Farmers will have to “buy” the new varieties from registered breeders. Farmers do not have the resources to compete with the TNCs for the protection of varieties including all the varieties those farmers have developed over years and decades and millennia. Buying new seed each season will increase costs and drive many farmers out of business and off the land. Ghana will lose thousands of agricultural jobs and those thousands of unemployed people will move to expanding slums around the cities.

Traditional farmers cannot compete with TNCs for the protection of varieties. Farmer varieties are constantly evolving and thus will not be able to meet the criteria of uniformity and stability that are required to obtain protection under the bill. Farmers also don’t have the financial resources to apply and maintain such protection. Thus the bill is tilted heavily in favour of commercial breeders and their varieties to the detriment of small-scale farmers.

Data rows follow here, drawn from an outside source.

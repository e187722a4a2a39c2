pub mod email_log;

pub use email_log::*;
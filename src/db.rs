use sqlx::SqlitePool;
use sqlx::sqlite::{SqliteConnectOptions, SqlitePoolOptions};
use std::path::Path;
use std::str::FromStr;

/// Open the SQLite pool, creating the database file if needed, and apply migrations
pub async fn create_pool(database_url: &str) -> Result<SqlitePool, anyhow::Error> {
    let file_path = sqlite_file_path(database_url);
    if let Some(path) = file_path
        && let Some(parent) = Path::new(path).parent()
        && !parent.as_os_str().is_empty()
    {
        std::fs::create_dir_all(parent)?;
    }

    // Every connection to `:memory:` is its own database
    let max_connections = if file_path.is_some() { 5 } else { 1 };

    let options = SqliteConnectOptions::from_str(database_url)?.create_if_missing(true);

    let pool = SqlitePoolOptions::new()
        .max_connections(max_connections)
        .connect_with(options)
        .await?;

    sqlx::migrate!().run(&pool).await?;
    tracing::info!("Database migrations applied");

    Ok(pool)
}

/// File path of a `sqlite://` URL, `None` for in-memory databases
fn sqlite_file_path(database_url: &str) -> Option<&str> {
    let rest = database_url
        .strip_prefix("sqlite://")
        .or_else(|| database_url.strip_prefix("sqlite:"))?;
    let path = rest.split('?').next().unwrap_or(rest);
    if path.is_empty() || path == ":memory:" { None } else { Some(path) }
}
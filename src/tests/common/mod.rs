// Common test utilities and helpers

use crate::AppState;
use crate::config::LlmConfig;
use crate::services::LLMClient;
use serde_json::{Value, json};
use sqlx::{SqlitePool, sqlite::SqlitePoolOptions};
use std::sync::Arc;
use std::time::Duration;
use wiremock::matchers::{method, path};
use wiremock::{Mock, MockServer, ResponseTemplate};

pub const COMPLETIONS_PATH: &str = "/v1/chat/completions";

/// Create an in-memory SQLite database for testing
pub async fn create_test_db() -> SqlitePool {
    let pool = SqlitePoolOptions::new()
        .max_connections(1)
        .acquire_timeout(Duration::from_secs(3))
        .connect("sqlite::memory:")
        .await
        .expect("Failed to create test database");

    sqlx::migrate!()
        .run(&pool)
        .await
        .expect("Failed to run migrations");

    pool
}

/// LLM settings pointing at a mock provider
pub fn mock_llm_config(server: &MockServer) -> LlmConfig {
    LlmConfig {
        api_base: format!("{}/v1", server.uri()),
        api_key: "sk-test".to_string(),
        model: "gpt-3.5-turbo".to_string(),
        temperature: 0.7,
        top_p: 1.0,
        max_tokens: 1024,
    }
}

pub fn create_test_llm_client(server: &MockServer) -> Arc<LLMClient> {
    Arc::new(LLMClient::new(&mock_llm_config(server)).expect("Failed to create LLM client"))
}

pub async fn create_test_state(server: &MockServer) -> Arc<AppState> {
    let pool = create_test_db().await;
    Arc::new(AppState::new(pool, create_test_llm_client(server)))
}

pub fn chat_completion_body(content: &str) -> Value {
    json!({
        "id": "chatcmpl-test",
        "object": "chat.completion",
        "model": "gpt-3.5-turbo",
        "choices": [{
            "index": 0,
            "message": {"role": "assistant", "content": content},
            "finish_reason": "stop"
        }],
        "usage": {"prompt_tokens": 42, "completion_tokens": 12, "total_tokens": 54}
    })
}

/// Provider that answers every completion with `content`
pub async fn mount_completion(server: &MockServer, content: &str) {
    Mock::given(method("POST"))
        .and(path(COMPLETIONS_PATH))
        .respond_with(ResponseTemplate::new(200).set_body_json(chat_completion_body(content)))
        .mount(server)
        .await;
}

/// Provider that fails every completion with `status`
pub async fn mount_failure(server: &MockServer, status: u16, message: &str) {
    Mock::given(method("POST"))
        .and(path(COMPLETIONS_PATH))
        .respond_with(ResponseTemplate::new(status).set_body_json(json!({
            "error": {"message": message, "type": "server_error", "code": status}
        })))
        .mount(server)
        .await;
}

/// JSON bodies of every request the provider received
pub async fn received_bodies(server: &MockServer) -> Vec<Value> {
    server
        .received_requests()
        .await
        .unwrap_or_default()
        .iter()
        .map(|r| serde_json::from_slice(&r.body).expect("Provider request was not JSON"))
        .collect()
}
//! Named strategy presets over the built-in detectors.

use sigscan_core::{Regime, StrategyConfig};

/// Names accepted in a scan file's `presets` list, in stable order.
pub const PRESET_NAMES: [&str; 3] = ["structure_confluence", "fib_pullback", "range_fade"];

/// Look up a preset by name.
pub fn preset(name: &str) -> Option<StrategyConfig> {
    match name {
        "structure_confluence" => Some(structure_confluence()),
        "fib_pullback" => Some(fib_pullback()),
        "range_fade" => Some(range_fade()),
        _ => None,
    }
}

/// Breakout structure plus S/R agreement; the bread-and-butter trend entry.
fn structure_confluence() -> StrategyConfig {
    let mut config = StrategyConfig::new(
        "structure_confluence",
        [
            "sr_break_close".to_string(),
            "break_retest".to_string(),
            "double_top_bottom".to_string(),
        ],
    );
    config.family_weights.insert("structure".into(), 1.2);
    config.allowed_regimes =
        [Regime::TrendBull, Regime::TrendBear, Regime::Range].into_iter().collect();
    config.min_score = 0.9;
    config.min_rr = 1.8;
    config
}

/// Retracement entries in an established trend, confirmed by a rejection
/// candle at the level.
fn fib_pullback() -> StrategyConfig {
    let mut config = StrategyConfig::new(
        "fib_pullback",
        [
            "fibo_retrace_confluence".to_string(),
            "pinbar_at_level".to_string(),
        ],
    );
    config.family_weights.insert("fibo".into(), 1.3);
    config.allowed_regimes = [Regime::TrendBull, Regime::TrendBear].into_iter().collect();
    config.min_score = 0.7;
    config.min_rr = 2.0;
    config.confluence_bonus_per_family = 0.3;
    config
}

/// Fade rejections at range extremes; stays out of trending tape.
fn range_fade() -> StrategyConfig {
    let mut config = StrategyConfig::new(
        "range_fade",
        [
            "pinbar_at_level".to_string(),
            "double_top_bottom".to_string(),
        ],
    );
    config.allowed_regimes = [Regime::Range].into_iter().collect();
    config.min_score = 0.8;
    config.min_rr = 1.5;
    config
}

Ghana needs to move away from adopting the draconian measures set out in the Bill which are based on UPOV 1991. Major developing countries and agricultural producers have refused to put in place such a draconian regime and have instead put in place plant variety protection laws that are more balanced, equitable and recognise the contributions of smallholder farmers.Ghana can do the same and still be in compliance with WTO TRIPS. The African Union Model law also advises against such UPOV 1991 measures. Ghana can do far better for our farmers and our citizens. We urge Parliament to defeat or to extensively amend the current Plant Breeders Bill.

For Life, the Environment, and Social Justice!